What to work on ::
Reproduce exactly the lines below, from the first through the one containing "impl<R: BufRead, W: Write>", and nothing more.

Material for this exercise ::
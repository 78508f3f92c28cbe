//! Line-oriented front-end: prints the board as text and reads 1-based column
//! numbers, one per line.

use std::io::{self, BufRead, Write};

use crate::error::DropError;
use crate::game::{player_name, GameOutcome, GameState, MoveError};

pub struct Prompt<R, W> {
    game_state: GameState,
    input: R,
    output: W,
}

impl<R: BufRead, W: Write> Prompt<R, W> {
    pub fn new(game_state: GameState, input: R, output: W) -> Self {
        Prompt {
            game_state,
            input,
            output,
        }
    }

    /// Play games until the players decline a rematch or input runs out.
    pub fn run(&mut self) -> io::Result<()> {
        let board = self.game_state.board();
        writeln!(
            self.output,
            "Connect Four: {} columns x {} rows. Get four in a row to win.",
            board.width(),
            board.height()
        )?;

        loop {
            let Some(outcome) = self.play_game()? else {
                return Ok(());
            };

            write!(self.output, "\n{}", self.game_state.board())?;
            match outcome {
                GameOutcome::Winner(player) => {
                    writeln!(self.output, "{} wins!", player_name(player))?
                }
                GameOutcome::Tie => writeln!(self.output, "Tie game!")?,
            }
            log::info!(
                "game finished after {} moves: {outcome:?}",
                self.game_state.turns().move_count()
            );

            write!(self.output, "Play again? [y/N]: ")?;
            self.output.flush()?;
            match self.read_line()? {
                Some(answer) if matches!(answer.as_str(), "y" | "yes") => {
                    self.game_state.reset();
                    log::info!("new game started");
                }
                _ => return Ok(()),
            }
        }
    }

    /// Run one game to completion. `None` when input ends first.
    fn play_game(&mut self) -> io::Result<Option<GameOutcome>> {
        loop {
            let player = self.game_state.active_player();
            write!(
                self.output,
                "\n{}{}'s turn! Enter a column (1-{}): ",
                self.game_state.board(),
                player_name(player),
                self.game_state.board().width()
            )?;
            self.output.flush()?;

            let Some(line) = self.read_line()? else {
                return Ok(None);
            };
            let Ok(number) = line.parse::<usize>() else {
                writeln!(self.output, "Please enter a valid column number.")?;
                continue;
            };
            // Column 0 is as invalid as one past the edge
            let column = number.checked_sub(1).unwrap_or(usize::MAX);

            match self.game_state.play(column) {
                Ok(placement) => {
                    log::debug!(
                        "player {} dropped into column {} (row {})",
                        placement.player,
                        placement.column,
                        placement.row
                    );
                    if let Some(outcome) = self.game_state.outcome() {
                        return Ok(Some(outcome));
                    }
                }
                Err(MoveError::Drop(DropError::InvalidColumn { .. })) => {
                    log::debug!("move rejected: column {number} is off the board");
                    writeln!(self.output, "Please enter a valid column on the game board.")?;
                }
                Err(MoveError::Drop(DropError::ColumnFull { .. })) => {
                    log::debug!("move rejected: column {number} is full");
                    writeln!(self.output, "That column is already full!")?;
                }
                Err(MoveError::GameOver) => return Ok(self.game_state.outcome()),
            }
        }
    }

    /// Read one trimmed, lowercased line. `None` at end of input.
    fn read_line(&mut self) -> io::Result<Option<String>> {
        let mut line = String::new();
        if self.input.read_line(&mut line)? == 0 {
            return Ok(None);
        }
        Ok(Some(line.trim().to_lowercase()))
    }
}
//! Configuration helpers for the Gemini agent SDK

use std::env;

use crate::types::{DEFAULT_BASE_URL, DEFAULT_MODEL};

/// Default URL of the tool registry when none is configured
pub const DEFAULT_REGISTRY_URL: &str = "http://localhost:5050";

/// Get the Gemini API key from environment variable or fallback
///
/// Priority:
/// 1. GEMINI_API_KEY environment variable
/// 2. fallback parameter
///
/// Returns `None` when neither is set; there is no usable default for a
/// credential.
///
/// # Examples
///
/// ```rust,no_run
/// use gemini_agent::get_api_key;
///
/// // Read from environment
/// let key = get_api_key(None);
///
/// // With fallback
/// let key = get_api_key(Some("test-key"));
/// ```
pub fn get_api_key(fallback: Option<&str>) -> Option<String> {
    // Try environment variable first
    if let Ok(key) = env::var("GEMINI_API_KEY") {
        return Some(key);
    }

    // Use fallback
    fallback.map(|s| s.to_string())
}

/// Get the Gemini base URL from environment variable or fallback
///
/// Priority:
/// 1. GEMINI_BASE_URL environment variable
/// 2. fallback parameter
/// 3. the public `generativelanguage` endpoint
///
/// # Examples
///
/// ```rust,no_run
/// use gemini_agent::get_base_url;
///
/// // Read from environment
/// let url = get_base_url(None);
///
/// // With fallback
/// let url = get_base_url(Some("http://localhost:4010/v1beta"));
/// ```
pub fn get_base_url(fallback: Option<&str>) -> String {
    // Try environment variable first
    if let Ok(url) = env::var("GEMINI_BASE_URL") {
        return url;
    }

    // Use fallback or the public endpoint
    fallback.unwrap_or(DEFAULT_BASE_URL).to_string()
}

/// Get the model name from environment variable or fallback
///
/// Priority:
/// 1. GEMINI_MODEL environment variable
/// 2. fallback parameter
/// 3. the SDK's default model
///
/// # Examples
///
/// ```rust,no_run
/// use gemini_agent::get_model;
///
/// // Read from environment
/// let model = get_model(None);
///
/// // With fallback
/// let model = get_model(Some("gemini-2.5-pro"));
/// ```
pub fn get_model(fallback: Option<&str>) -> String {
    // Try environment variable first
    if let Ok(model) = env::var("GEMINI_MODEL") {
        return model;
    }

    // Use fallback or the default model
    fallback.unwrap_or(DEFAULT_MODEL).to_string()
}

/// Get the tool registry URL from environment variable or fallback
///
/// Priority:
/// 1. TOOL_REGISTRY_URL environment variable
/// 2. fallback parameter
/// 3. `http://localhost:5050`
///
/// # Examples
///
/// ```rust,no_run
/// use gemini_agent::get_registry_url;
///
/// // Read from environment
/// let url = get_registry_url(None);
///
/// // With fallback
/// let url = get_registry_url(Some("http://localhost:6000"));
/// ```
pub fn get_registry_url(fallback: Option<&str>) -> String {
    // Try environment variable first
    if let Ok(url) = env::var("TOOL_REGISTRY_URL") {
        return url;
    }

    // Use fallback or the local default
    fallback.unwrap_or(DEFAULT_REGISTRY_URL).to_string()
}
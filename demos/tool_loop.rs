//! Tool loop example
//!
//! Discovers tools from the registry, asks a question, and services the
//! model's function calls until it produces a final answer. Run the
//! `advertise_tool` example (and something listening on its route) first.

use anyhow::Context;
use gemini_agent::{
    Conversation, ConversationOptions, RegistryClient, ResponseEvent, ToolDispatcher, ToolSet,
    get_api_key, get_registry_url,
};

#[tokio::main]
async fn main() -> anyhow::Result<()> {
    let api_key = get_api_key(None).context("set GEMINI_API_KEY to run this example")?;

    // Discover whatever is currently registered
    let registry = RegistryClient::new(get_registry_url(None))?;
    let tools: ToolSet = registry.list().await?.into_iter().collect();
    if tools.is_empty() {
        println!("No tools are registered; run the advertise_tool example first.");
        return Ok(());
    }
    for tool in tools.iter() {
        println!("Discovered tool: {}", tool.name());
    }
    println!();

    let options = ConversationOptions::builder()
        .api_key(api_key.clone())
        .system_instruction(
            "You are a helpful assistant. \
             Use of the available tools is compulsory when one fits the question.",
        )
        .tools(tools)
        .build()?;

    let mut conversation = Conversation::new(options)?;
    let dispatcher = ToolDispatcher::new()?.with_api_key(api_key);

    conversation.ask("What time is it in UTC right now?").await?;

    while let Some(event) = conversation.receive().await? {
        match event {
            ResponseEvent::Thought(thought) => {
                eprintln!("[thinking] {}", thought.text);
            }
            ResponseEvent::Text(text) => {
                print!("{}", text);
                std::io::Write::flush(&mut std::io::stdout())?;
            }
            ResponseEvent::FunctionCall(call) => {
                println!("🔧 {}", call);

                // Look up the route, invoke it, and hand the result back so
                // the model can resume from the function response
                let tool = conversation.options().tools.get(&call.name).cloned();
                match tool {
                    Some(tool) => {
                        let result = dispatcher.dispatch(&tool, &call.args).await?;
                        println!("   result: {}", result);
                        conversation
                            .reply_with_function_result(&call.name, &result)
                            .await?;
                    }
                    None => {
                        eprintln!("   Tool not found: {}", call.name);
                        break;
                    }
                }
            }
        }
    }

    println!("\n\nDone.");

    Ok(())
}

Result for this exercise ::
repository 78508f3f92c28cbe
//! Line-oriented front-end: prints the board as text and reads 1-based column
//! numbers, one per line.

use std::io::{self, BufRead, Write};

use crate::error::DropError;
use crate::game::{player_name, GameOutcome, GameState, MoveError};

pub struct Prompt<R, W> {
    game_state: GameState,
    input: R,
    output: W,
}

impl<R: BufRead, W: Write> Prompt<R, W> {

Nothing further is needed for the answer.